Who is helped by occupational therapy?

In addition to stroke, occupational therapy also can help people dealing with conditions such as:

Occupational therapy supports aging in place

If requested, OTPs may examine the environment a patient lives in. Home evaluation visits will allow OTPs to spot potential safety hazards or accessibility problems that their caregivers might not notice.

During a home visit, occupational therapists address questions such as, “How do we set up your home so you can stay there longer?” and “How do we make your home safer so you don’t fall?” Gersch says.

OTPs may suggest modifications such as ramps, handrails and medical alerts. Or they might suggest using a shower chair to reduce the risk of slipping, Johnston says. Instead of keeping the television remote control on a coffee table, a therapist might suggest storing the remote in a pocket attached to the armrest of a couch, so that people don’t have to lean over — and potentially fall — when reaching for it.

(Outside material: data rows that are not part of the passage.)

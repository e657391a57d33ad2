use crate::config::AppConfig;
use crate::errors::ServiceError;
use crate::webhooks::events::{METADATA_ORDER_ID, METADATA_USER_ID};
use crate::webhooks::CheckoutMetadata;
use async_trait::async_trait;
use serde::Deserialize;
use std::time::Duration;
use tracing::{error, info, instrument};

/// One line of a hosted checkout, priced in minor currency units
#[derive(Debug, Clone, PartialEq, Eq)]
pub struct CheckoutLineItem {
    pub name: String,
    pub unit_amount: i64,
    pub quantity: u32,
}

#[derive(Debug, Clone, PartialEq, Eq)]
pub struct CheckoutSessionRequest {
    pub currency: String,
    pub line_items: Vec<CheckoutLineItem>,
    pub success_url: String,
    pub cancel_url: String,
    pub metadata: CheckoutMetadata,
}

/// Session created by the gateway; `url` is where the customer is redirected
#[derive(Debug, Clone, PartialEq, Eq, Deserialize)]
pub struct CheckoutSession {
    pub id: String,
    pub url: String,
}

/// Hosted-checkout payment processor
#[async_trait]
pub trait PaymentGateway: Send + Sync {
    async fn create_checkout_session(
        &self,
        request: &CheckoutSessionRequest,
    ) -> Result<CheckoutSession, ServiceError>;
}

/// Stripe Checkout over its form-encoded REST API
#[derive(Clone)]
pub struct StripeGateway {
    client: reqwest::Client,
    api_base: String,
    secret_key: String,
}

impl std::fmt::Debug for StripeGateway {
    fn fmt(&self, f: &mut std::fmt::Formatter<'_>) -> std::fmt::Result {
        f.debug_struct("StripeGateway")
            .field("api_base", &self.api_base)
            .finish_non_exhaustive()
    }
}

#[derive(Debug, Deserialize)]
struct StripeErrorBody {
    error: StripeErrorDetail,
}

#[derive(Debug, Deserialize)]
struct StripeErrorDetail {
    #[serde(default)]
    message: Option<String>,
}

impl StripeGateway {
    pub fn new(
        api_base: impl Into<String>,
        secret_key: impl Into<String>,
        timeout: Duration,
    ) -> Result<Self, ServiceError> {
        let client = reqwest::Client::builder()
            .timeout(timeout)
            .build()
            .map_err(|e| ServiceError::InternalError(format!("failed to build HTTP client: {}", e)))?;

        Ok(Self {
            client,
            api_base: api_base.into().trim_end_matches('/').to_string(),
            secret_key: secret_key.into(),
        })
    }

    pub fn from_config(config: &AppConfig) -> Result<Self, ServiceError> {
        Self::new(
            config.payment_api_base.clone(),
            config.payment_secret_key.clone(),
            config.payment_timeout(),
        )
    }

    fn form_params(request: &CheckoutSessionRequest) -> Vec<(String, String)> {
        let mut params = vec![
            ("mode".to_string(), "payment".to_string()),
            ("success_url".to_string(), request.success_url.clone()),
            ("cancel_url".to_string(), request.cancel_url.clone()),
            (
                format!("metadata[{}]", METADATA_ORDER_ID),
                request.metadata.order_id.to_string(),
            ),
            (
                format!("metadata[{}]", METADATA_USER_ID),
                request.metadata.user_id.to_string(),
            ),
        ];

        for (i, item) in request.line_items.iter().enumerate() {
            let prefix = format!("line_items[{}]", i);
            params.push((
                format!("{}[price_data][currency]", prefix),
                request.currency.clone(),
            ));
            params.push((
                format!("{}[price_data][product_data][name]", prefix),
                item.name.clone(),
            ));
            params.push((
                format!("{}[price_data][unit_amount]", prefix),
                item.unit_amount.to_string(),
            ));
            params.push((format!("{}[quantity]", prefix), item.quantity.to_string()));
        }

        params
    }
}

#[async_trait]
impl PaymentGateway for StripeGateway {
    #[instrument(skip(self, request), fields(order_id = %request.metadata.order_id))]
    async fn create_checkout_session(
        &self,
        request: &CheckoutSessionRequest,
    ) -> Result<CheckoutSession, ServiceError> {
        let url = format!("{}/v1/checkout/sessions", self.api_base);

        let response = self
            .client
            .post(&url)
            .bearer_auth(&self.secret_key)
            .form(&Self::form_params(request))
            .send()
            .await
            .map_err(|e| {
                error!("Checkout session request failed: {}", e);
                ServiceError::PaymentGateway(format!("request failed: {}", e))
            })?;

        let status = response.status();
        if !status.is_success() {
            let detail = response
                .json::<StripeErrorBody>()
                .await
                .ok()
                .and_then(|body| body.error.message)
                .unwrap_or_else(|| "no error detail".to_string());
            error!(status = %status, "Checkout session rejected: {}", detail);
            return Err(ServiceError::PaymentGateway(format!(
                "gateway returned {}: {}",
                status, detail
            )));
        }

        let session: CheckoutSession = response.json().await.map_err(|e| {
            error!("Unreadable checkout session response: {}", e);
            ServiceError::PaymentGateway(format!("invalid response: {}", e))
        })?;

        info!(session_id = %session.id, "Checkout session created");
        Ok(session)
    }
}

#[cfg(test)]
mod tests {
    use super::*;
    use assert_matches::assert_matches;
    use uuid::Uuid;
    use wiremock::matchers::{body_string_contains, header, method, path};
    use wiremock::{Mock, MockServer, ResponseTemplate};

    fn request() -> CheckoutSessionRequest {
        CheckoutSessionRequest {
            currency: "usd".into(),
            line_items: vec![
                CheckoutLineItem {
                    name: "Apple".into(),
                    unit_amount: 10000,
                    quantity: 2,
                },
                CheckoutLineItem {
                    name: "Tax (2%)".into(),
                    unit_amount: 400,
                    quantity: 1,
                },
            ],
            success_url: "https://shop.example.com/loader?next=my-orders".into(),
            cancel_url: "https://shop.example.com/cart".into(),
            metadata: CheckoutMetadata {
                order_id: Uuid::new_v4(),
                user_id: Uuid::new_v4(),
            },
        }
    }

    #[tokio::test]
    async fn creates_session_with_form_encoded_line_items() {
        let server = MockServer::start().await;
        Mock::given(method("POST"))
            .and(path("/v1/checkout/sessions"))
            .and(header("authorization", "Bearer sk_test_123"))
            .and(body_string_contains("mode=payment"))
            .and(body_string_contains("line_items%5B0%5D%5Bprice_data%5D%5Bunit_amount%5D=10000"))
            .and(body_string_contains("line_items%5B1%5D%5Bquantity%5D=1"))
            .and(body_string_contains("metadata%5BorderId%5D="))
            .respond_with(ResponseTemplate::new(200).set_body_json(serde_json::json!({
                "id": "cs_test_abc",
                "object": "checkout.session",
                "url": "https://checkout.stripe.com/c/pay/cs_test_abc"
            })))
            .expect(1)
            .mount(&server)
            .await;

        let gateway =
            StripeGateway::new(server.uri(), "sk_test_123", Duration::from_secs(5)).unwrap();
        let session = gateway.create_checkout_session(&request()).await.unwrap();

        assert_eq!(session.id, "cs_test_abc");
        assert_eq!(session.url, "https://checkout.stripe.com/c/pay/cs_test_abc");
    }

    #[tokio::test]
    async fn gateway_rejection_maps_to_payment_gateway_error() {
        let server = MockServer::start().await;
        Mock::given(method("POST"))
            .and(path("/v1/checkout/sessions"))
            .respond_with(ResponseTemplate::new(400).set_body_json(serde_json::json!({
                "error": {"message": "Invalid API Key provided"}
            })))
            .mount(&server)
            .await;

        let gateway =
            StripeGateway::new(server.uri(), "sk_test_bad", Duration::from_secs(5)).unwrap();
        let err = gateway.create_checkout_session(&request()).await.unwrap_err();
        assert_matches!(err, ServiceError::PaymentGateway(ref msg) if msg.contains("Invalid API Key"));
    }

    #[tokio::test]
    async fn unreachable_gateway_is_payment_gateway_error() {
        let gateway = StripeGateway::new(
            "http://127.0.0.1:9",
            "sk_test_123",
            Duration::from_millis(500),
        )
        .unwrap();
        assert_matches!(
            gateway.create_checkout_session(&request()).await,
            Err(ServiceError::PaymentGateway(_))
        );
    }
}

Occupational therapy and dementia

Home visits can be particularly helpful for people with dementia, who face risks related to balance, memory loss and deteriorating judgement. OTPs can suggest removing potentially dangerous objects from the home or storing them out of reach.

But in addition to home safety, OTPs can help patients with dementia continue to participate in meaningful activities and relationships. OTPs will look for activities, such as puzzles, their patient can do and get fulfillment out of.

“It’s not necessarily going to be training people [with dementia] how to do new things. It’s going to be more, ‘How do we how do we take what you have and get the most of it? How do we keep you engaged?’” says Gersch.

How occupational therapists support caregivers

Caregivers of dementia patients are taught how best to help their loved one as the disease progresses, says Gersch. OTPs can help point out ways to avoid angry outbursts and how caregivers can make their loved one feel safe.

OTPs teach people how to safely move from one place to another, such as getting into and out of bed or to and from the bathroom. Maintaining or regaining this independence can help relieve the workload and stress of their caregivers.

OTPs also address caregiver stress by reminding them not to ignore their own health, and can help them access respite care, if needed. Johnston notes that occupational therapy can help with practical issues related to caregiving, as well. They frequently connect caregivers with hospital or health system social workers, who can provide practical help with insurance questions, transportation needs and other issues. OTPs also can help clients’ families apply for grants to pay for home caregiving or medical equipment.

Addressing caregiver’s needs is critical, Johnston says. “If they can’t support themselves,” she said, “they can’t support their family member.”

How to get occupational therapy

If you’ve had an illness or an accident, hospitals and orthopedic surgeons will connect patients to occupational therapists. If your loved one is having trouble with everyday activities such as bathing, the easiest way to find an occupational therapist is by talking to their primary care doctor, says Gersch.

Most health insurance, including Medicare, will have some form of coverage for occupational therapy if a healthcare provider prescribes it. 

As for Alanna, though she no longer sees an OTP, she continues to perform exercises suggested by them.

Recently, a neurological nurse practitioner who took care of Alanna in intensive care recognized her and her husband while the couple were exercising at the gym. The nurse couldn’t believe Alanna’s progress, Eric says.

The nurse was “absolutely speechless,” he says. The two embraced, and “it was a crying session for 15 minutes.”